Background: Eccentric exercises have the most evidence in conservative treatment of midportion Achilles tendinopathy. Although short-term studies show significant improvement, little is known of the long-term (>3 years) results.
Aim: To evaluate the 5-year outcome of patients with chronic midportion Achilles tendinopathy treated with the classical Alfredson's heel-drop exercise programme.
Study design: Part of a 5-year follow-up of a previously conducted randomised controlled trial. Methods 58 patients (70 tendons) were approached 5 years after the start of the heel-drop exercise programme according to Alfredson. At baseline and at 5-year follow-up, the validated Victorian Institute of Sports Assessment-Achilles (VISA-A) questionnaire score, pain status, alternative treatments received and ultrasonographic neovascularisation score were recorded.
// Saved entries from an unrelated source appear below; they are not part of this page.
use std::borrow::Borrow;
use std::collections::HashMap;
use std::hash::Hash;

/// Stable handle to a node in a [`Chain`]'s arena.
#[derive(Clone, Copy, PartialEq, Eq, Hash, Debug)]
pub(super) struct NodeId(usize);

#[derive(Debug)]
struct Node<K> {
    key: K,
    /// Link towards the least recently used end.
    older: Option<NodeId>,
    /// Link towards the most recently used end.
    newer: Option<NodeId>,
}

/// A doubly linked sequence of at least two keys, ordered from newest to
/// oldest.
///
/// Nodes live in an arena and refer to each other by [`NodeId`] instead of by
/// pointer. Vacated slots are recycled through a free list, so a node's id is
/// stable for as long as its key is held. The lookup table maps every held key
/// to the node that owns it, which makes locating and splicing out any node a
/// constant time operation.
#[derive(Debug)]
pub(super) struct Chain<K> {
    slots: Vec<Option<Node<K>>>,
    free_list: Vec<usize>,
    lookup: HashMap<K, NodeId>,
    newest: NodeId,
    oldest: NodeId,
}

impl<K: Hash + Eq + Clone> Chain<K> {
    /// Links two distinct keys together.
    pub(super) fn pair(newest: K, oldest: K) -> Self {
        debug_assert!(newest != oldest, "a chain cannot hold a key twice");

        let newest_id = NodeId(0);
        let oldest_id = NodeId(1);

        let mut lookup = HashMap::with_capacity(2);
        lookup.insert(newest.clone(), newest_id);
        lookup.insert(oldest.clone(), oldest_id);

        Self {
            slots: vec![
                Some(Node {
                    key: newest,
                    older: Some(oldest_id),
                    newer: None,
                }),
                Some(Node {
                    key: oldest,
                    older: None,
                    newer: Some(newest_id),
                }),
            ],
            free_list: Vec::new(),
            lookup,
            newest: newest_id,
            oldest: oldest_id,
        }
    }

    #[inline]
    pub(super) fn len(&self) -> usize {
        self.lookup.len()
    }

    #[inline]
    pub(super) fn contains<Q>(&self, key: &Q) -> bool
    where
        K: Borrow<Q>,
        Q: Hash + Eq + ?Sized,
    {
        self.lookup.contains_key(key)
    }

    #[inline]
    pub(super) fn newest(&self) -> NodeId {
        self.newest
    }

    #[inline]
    pub(super) fn newest_key(&self) -> &K {
        &self.node(self.newest).key
    }

    #[inline]
    pub(super) fn oldest_key(&self) -> &K {
        &self.node(self.oldest).key
    }

    #[inline]
    pub(super) fn key_of(&self, id: NodeId) -> &K {
        &self.node(id).key
    }

    #[inline]
    pub(super) fn older_than(&self, id: NodeId) -> Option<NodeId> {
        self.node(id).older
    }

    /// Moves `key` to the newest position, creating a node for it if it isn't
    /// already held.
    pub(super) fn insert(&mut self, key: K) {
        if let Some(&id) = self.lookup.get(&key) {
            self.promote(id);
            return;
        }

        let id = self.alloc(Node {
            key: key.clone(),
            older: Some(self.newest),
            newer: None,
        });
        let newest = self.newest;
        self.node_mut(newest).newer = Some(id);
        self.newest = id;
        self.lookup.insert(key, id);
    }

    /// Splices the node holding `key` out of the chain and returns its key.
    ///
    /// Removing from a chain of two leaves a chain of one, which callers must
    /// collapse with [`Self::into_single`].
    pub(super) fn remove<Q>(&mut self, key: &Q) -> Option<K>
    where
        K: Borrow<Q>,
        Q: Hash + Eq + ?Sized,
    {
        let id = *self.lookup.get(key)?;
        Some(self.unlink(id))
    }

    /// Splices the oldest node out of the chain and returns its key. The same
    /// collapse rule as [`Self::remove`] applies.
    pub(super) fn pop_oldest(&mut self) -> K {
        self.unlink(self.oldest)
    }

    /// Consumes a chain that has been reduced to a single node, returning the
    /// key it holds.
    pub(super) fn into_single(mut self) -> K {
        debug_assert_eq!(self.len(), 1);
        let newest = self.newest;
        self.take(newest).key
    }

    fn promote(&mut self, id: NodeId) {
        if id == self.newest {
            return;
        }

        self.detach(id);
        self.attach_newest(id);
    }

    fn unlink(&mut self, id: NodeId) -> K {
        self.detach(id);
        let node = self.take(id);
        self.lookup.remove(&node.key);
        node.key
    }

    /// Reconnects the neighbours of `id` to each other. The node itself keeps
    /// its stale links until it is attached again or freed.
    fn detach(&mut self, id: NodeId) {
        let (older, newer) = {
            let node = self.node(id);
            (node.older, node.newer)
        };

        match older {
            Some(older_id) => self.node_mut(older_id).newer = newer,
            None => {
                if let Some(newer_id) = newer {
                    self.oldest = newer_id;
                }
            }
        }

        match newer {
            Some(newer_id) => self.node_mut(newer_id).older = older,
            None => {
                if let Some(older_id) = older {
                    self.newest = older_id;
                }
            }
        }
    }

    fn attach_newest(&mut self, id: NodeId) {
        let old_newest = self.newest;
        {
            let node = self.node_mut(id);
            node.older = Some(old_newest);
            node.newer = None;
        }
        self.node_mut(old_newest).newer = Some(id);
        self.newest = id;
    }

    fn alloc(&mut self, node: Node<K>) -> NodeId {
        if let Some(idx) = self.free_list.pop() {
            self.slots[idx] = Some(node);
            NodeId(idx)
        } else {
            self.slots.push(Some(node));
            NodeId(self.slots.len() - 1)
        }
    }

    fn take(&mut self, id: NodeId) -> Node<K> {
        match self.slots[id.0].take() {
            Some(node) => {
                self.free_list.push(id.0);
                node
            }
            None => unreachable!("recency chain referenced vacant slot {}", id.0),
        }
    }

    fn node(&self, id: NodeId) -> &Node<K> {
        match &self.slots[id.0] {
            Some(node) => node,
            None => unreachable!("recency chain referenced vacant slot {}", id.0),
        }
    }

    fn node_mut(&mut self, id: NodeId) -> &mut Node<K> {
        match &mut self.slots[id.0] {
            Some(node) => node,
            None => unreachable!("recency chain referenced vacant slot {}", id.0),
        }
    }

    #[cfg(test)]
    pub(super) fn debug_validate_invariants(&self) {
        use std::collections::HashSet;

        assert!(self.len() >= 2, "a chain holds at least two keys");

        let mut seen = HashSet::new();
        let mut newer = None;
        let mut current = Some(self.newest);
        let mut count = 0;

        while let Some(id) = current {
            assert!(seen.insert(id), "cycle at {:?}", id);
            let node = self.node(id);
            assert_eq!(node.newer, newer);
            assert_eq!(self.lookup.get(&node.key), Some(&id));
            if node.older.is_none() {
                assert_eq!(self.oldest, id);
            }

            newer = Some(id);
            current = node.older;
            count += 1;
            assert!(count <= self.len());
        }

        assert_eq!(count, self.len());
        assert_eq!(self.slots.iter().filter(|slot| slot.is_some()).count(), count);
        assert_eq!(self.slots.len() - self.free_list.len(), count);
    }
}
Results: In 46 patients (58 tendons), the VISA-A score significantly increased from 49.2 at baseline to 83.6 after 5 years (p<0.001) and from the 1-year to 5-year follow-up from 75.0 to 83.4 (p<0.01). 39.7% of the patients were completely pain-free at follow-up and 48.3% had received one or more alternative treatments. The sagittal tendon thickness decreased from 8.05 mm (SD 2.1) at baseline to 7.50 mm (SD 1.6) at the 5-year follow-up (p=0.051).
Conclusion: At 5-year follow-up, a significant increase of VISA-A score can be expected. After the 3-month Alfredson's heel-drop exercise programme, almost half of the patients had received other therapies. Although improvement of symptoms can be expected at long term, mild pain may remain.